The opinion of the court was delivered by: JOHN R. BARTELS

BARTELS, United States District Judge


 The defendants Queens Group, Inc. ("Queens Group") and Queens Group-Indiana, Inc. ("QGI") move this Court under 28 U.S.C. § 1404 (a) for an order transferring the above-captioned case to the United States District Court for the Southern District of Indiana. Defendants argue that the convenience of the parties and key non-party witnesses best will be served by transferring the action to that forum. For the reasons set forth below, the Court denies the defendants' motion.


 Plaintiff National Utility Service, Inc. ("NUS") instituted this diversity action seeking to recover over $ 80,000 purportedly due and owing under a consulting contract entered into by plaintiff and defendant Queens Group. Plaintiff, a New Jersey corporation with its principal place of business in New Jersey, provides utility cost consulting services to various clients. Defendants Queens Group and QGI are related corporations engaged in the commercial printing business, producing various types of boxes, labels, and wraps. Queens Group is a New York corporation maintaining its principal place of business in Queens, New York, and QGI is an Indiana corporation with its principal place of business in Indianapolis, Indiana.

 As a utility cost consultant, NUS first conducts a detailed analysis of a customer's utility bills and energy consumption, and then makes recommendations as to how the client can maximize utility cost savings. On or about March 30, 1987, NUS and defendant Queens Group executed a contract (the "Agreement") whereby NUS agreed to review defendant's utility bills for the past twelve months and submit recommendations regarding potential cost-cutting measures. Queens Group executed the Agreement at its New York office. Defendant QGI was not a signatory to the Agreement.

 Under the terms of the Agreement, recommendations submitted by NUS remained subject to approval by Queens Group. The Agreement obligated Queens Group to pay to NUS a consulting fee (based on the amount of savings generated by a suggested improvement) only when Queens Group accepted and actually implemented the recommendation. Pursuant to paragraph three of the Agreement, any NUS recommendation "acted upon" by Queens Group was "deemed accepted."

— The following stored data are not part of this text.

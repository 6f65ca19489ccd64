//! Extension → `Content-Type` lookup.

use std::path::Path;

/// Sent when the extension is unknown or missing.
pub const DEFAULT_CONTENT_TYPE: &str = "application/octet-stream";

const MIME_TYPES: &[(&str, &str)] = &[
    ("html", "text/html"),
    ("css", "text/css"),
    ("js", "application/javascript"),
    ("json", "application/json"),
    ("png", "image/png"),
    ("jpg", "image/jpeg"),
    ("jpeg", "image/jpeg"),
    ("gif", "image/gif"),
    ("svg", "image/svg+xml"),
    ("ico", "image/x-icon"),
    ("txt", "text/plain"),
];

/// Returns the lowercased extension of the file name in `path`.
///
/// A dot in first position marks a hidden file, not an extension, so
/// `.htaccess` has no extension while `archive.tar.gz` has `gz`.
pub fn extension_of(path: &Path) -> String {
    let Some(name) = path.file_name().and_then(|n| n.to_str()) else {
        return String::new();
    };
    match name.rfind('.') {
        Some(i) if i > 0 => name[i + 1..].to_ascii_lowercase(),
        _ => String::new(),
    }
}

/// Looks up the content type for an already-lowercased extension.
pub fn content_type(extension: &str) -> &'static str {
    MIME_TYPES
        .iter()
        .find(|(ext, _)| *ext == extension)
        .map(|(_, mime)| *mime)
        .unwrap_or(DEFAULT_CONTENT_TYPE)
}
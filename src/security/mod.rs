//! Request-level protections: root containment and per-IP rate limiting.
//!
//! - [`PathResolver`] maps request paths into the server root and refuses
//!   anything whose canonical form escapes it.
//! - [`RateLimiter`] counts requests per client IP and temporarily blocks
//!   clients that pass the threshold.

pub mod path;
pub mod rate_limit;

pub use path::{PathError, PathResolver, ResolvedTarget};
pub use rate_limit::{RateDecision, RateLimiter};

 Defendant QGI maintains a production plant in Indiana (the "Indiana Facility"), which, because of the extensive machinery utilized there, consumes large amounts of electrical energy, Plaintiff alleges that after executing the Agreement, Queens Group forwarded to NUS for its review bills and other data reflecting energy consumption and utility costs at several locations, including the Indiana Facility. The subject dispute arises out of a recommendation report allegedly submitted to Queens Group by NUS in or around August 1987 (the "Report"), wherein NUS recommended raising power factor at the Indiana Facility in an effort to reduce utility costs. Plaintiff claims that it sent the Report to Queens Group's President, Leonard Verebay, in New York, who then allegedly forwarded it to QGI in Indiana. Plaintiff asserts that NUS employees prepared the Report at its New Jersey office.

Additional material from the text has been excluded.